Planqué au fond de l’Impasse des Cadeaux, À l’Imaige Nostre-Dame occupe un bâtiment de 1682, une des rares maisons du quartier ayant échappé à l’assaut des troupes de Louis XIV en 1695. Le café s’y installe vers 1884, mais le lieu avait déjà connu des usages nettement moins conviviaux.

Tout d’abord, petite explication à propos de son nom. Il fait référence à la Vierge à l’Enfant qui trône toujours à l’entrée de l’impasse. À l’époque, on ne numérote pas les maisons : on les reconnaît à leurs images, leurs spécificités. On se donne donc rendez-vous « à l’image de Notre-Dame ». Simple, pratique, pas forcément mystique…

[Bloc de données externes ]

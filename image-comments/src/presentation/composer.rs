//! Composition of one comments screen from a loader and a view.

use std::sync::Arc;

use crate::domain::ports::{
    ImageCommentsErrorView, ImageCommentsLoader, ImageCommentsLoadingView, ImageCommentsView,
    Localizer,
};
use crate::presentation::{ImageCommentsPresentationAdapter, ImageCommentsPresenter};

/// Wired comments screen returned by [`compose_image_comments`].
pub struct ImageCommentsScene {
    /// Localized screen title.
    pub title: String,
    /// Adapter that reloads comments into the composed view.
    pub adapter: Arc<ImageCommentsPresentationAdapter>,
}

/// Wire `view` into a presenter and adapter backed by `loader`.
///
/// `view` plays all three display roles. No load starts until the caller
/// requests a reload on the returned adapter.
pub fn compose_image_comments<V>(
    loader: Arc<dyn ImageCommentsLoader>,
    view: Arc<V>,
    localizer: Arc<dyn Localizer>,
) -> ImageCommentsScene
where
    V: ImageCommentsView + ImageCommentsLoadingView + ImageCommentsErrorView + 'static,
{
    let title = ImageCommentsPresenter::title_with(localizer.as_ref());
    let comments_view: Arc<dyn ImageCommentsView> = view.clone();
    let loading_view: Arc<dyn ImageCommentsLoadingView> = view.clone();
    let error_view: Arc<dyn ImageCommentsErrorView> = view;
    let presenter =
        ImageCommentsPresenter::with_localizer(comments_view, loading_view, error_view, localizer);

    ImageCommentsScene {
        title,
        adapter: Arc::new(ImageCommentsPresentationAdapter::new(loader, presenter)),
    }
}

Le passé du lieu, par contre, est beaucoup moins convivial, si on croit la tradition. Selon une légende bien ancrée, avant d’être un estaminet, le bâtiment (ou du moins son sous-sol, aurait servi de prison ou de cachot. Des condamnés y auraient attendu, enfermés, leur exécution à quelques dizaines de mètres de là, sur la Grand Place, alors lieu de mise à mort.

Au XXᵉ siècle, changement d’ambiance : écrivains, artistes et intellectuels bruxellois s’y installent. On n’y attend plus la mort, mais on y puise l’inspiration — parfois au fond d’un verre d’ailleurs !

Aujourd’hui, À l’Imaige Nostre-Dame continue de faire ce qu’il a toujours fait : accueillir des gens, garder ses secrets et rappeler qu’à Bruxelles, derrière tous les murs se cachent des histoires. Et c’est très bien comme ça.

Chez Brussels By Foot, il nous arrive de nous réunir autour d’une des vieilles tables en bois, assis sur les traditionnels bancs pour une réunion d’équipe, ou juste pour discuter!